Ninja Rook. Yes, a ninja rook is possible.
1. Intro
2. Disclaimer
3. General Strategies
4. Play style over a game
5. Cost-Benefit
6. Skills
7. Equipment
8. Conclusion
1. Intro
I like to play "heavy" classes in multiplayer team based games in ways they're not set up for. I like to play a ninja Heavy in TF2, because despite map design there are plenty of places to park a large angry Russian without anyone noticing. It's great to jump out from a corner your gun spun up and mowing down several players, then running for your life.

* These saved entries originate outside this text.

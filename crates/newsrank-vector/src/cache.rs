use parking_lot::RwLock;
use std::collections::{HashMap, HashSet};
use std::sync::Arc;

pub fn hash_content(s: &str) -> String {
    blake3::hash(s.as_bytes()).to_hex().to_string()
}

#[derive(Clone, Debug)]
pub struct CacheEntry {
    pub content_hash: String,
    pub embedder_id: String,
    pub vector: Vec<f32>,
}

/// In-process embedding cache keyed by `(embedder_id, content_hash)`.
///
/// Shared across index rebuilds so unchanged articles are not re-embedded.
#[derive(Debug, Default)]
pub struct EmbeddingCache {
    entries: RwLock<HashMap<(String, String), Arc<Vec<f32>>>>,
}

impl EmbeddingCache {
    pub fn new() -> Self { Self::default() }

    pub fn len(&self) -> usize { self.entries.read().len() }

    pub fn is_empty(&self) -> bool { self.entries.read().is_empty() }

    /// Vectors for the hashes present in the cache; misses are omitted.
    pub fn get_many(&self, embedder_id: &str, hashes: &[String]) -> HashMap<String, Arc<Vec<f32>>> {
        let entries = self.entries.read();
        hashes
            .iter()
            .filter_map(|h| entries.get(&(embedder_id.to_string(), h.clone())).map(|v| (h.clone(), Arc::clone(v))))
            .collect()
    }

    pub fn put_many(&self, entries: Vec<CacheEntry>) {
        if entries.is_empty() { return; }
        let mut map = self.entries.write();
        for e in entries { map.insert((e.embedder_id, e.content_hash), Arc::new(e.vector)); }
    }

    /// Drop `embedder_id` entries whose hash is not in `live`. Entries of
    /// other embedders are untouched. Returns the number removed.
    pub fn retain_hashes(&self, embedder_id: &str, live: &HashSet<String>) -> usize {
        let mut map = self.entries.write();
        let before = map.len();
        map.retain(|(id, hash), _| id != embedder_id || live.contains(hash));
        before - map.len()
    }
}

What do I mean by playing a heavy class in a "ninja" style? There are three words which define this play style for the Rook: Unpredictability, Speed, and Ambush
Unpredictability
- Usually, everyone knows where the rook is on the map or where it's going most of the time. It's kind of hard not to be noticed by the entire party when you're a walking castle. This has to stop. The rook should "blend in" with creeps and other demigods. The rook should no longer be a mostly stationary defender, instead opting to fight in all areas of the map. By staying stationary, you are giving your enemies the opportunity to come up with a plan to strike your defense. This is very, very bad. By moving around, your enemies will think twice about taking that flag. This is very, very good.
Speed
- There is a large emphasis on speed, cooldown, and teleport items in this build. At some point, your team (including Unclean Beast) will all be staring in awe muttering "That five hundred ton bag of bricks is hauling some serious arse." Speed will be critical in the harassment and psychological warfare aspect of this build. You should be able to escape or catch any demigod.
Ambush
- The ninja rook almost never takes another demigod head-on. I know this goes against your natural rook sense of "I AM BIG I CAN TAKE BEATING URRRNNFFF," but because you will not be focusing on traditional combat items, surprise will be essential. Place a tower farm in their retreat path. Lure them into areas that appear to be undefended, and let towers you place crumble to further give the impression that you are no longer watching that lane.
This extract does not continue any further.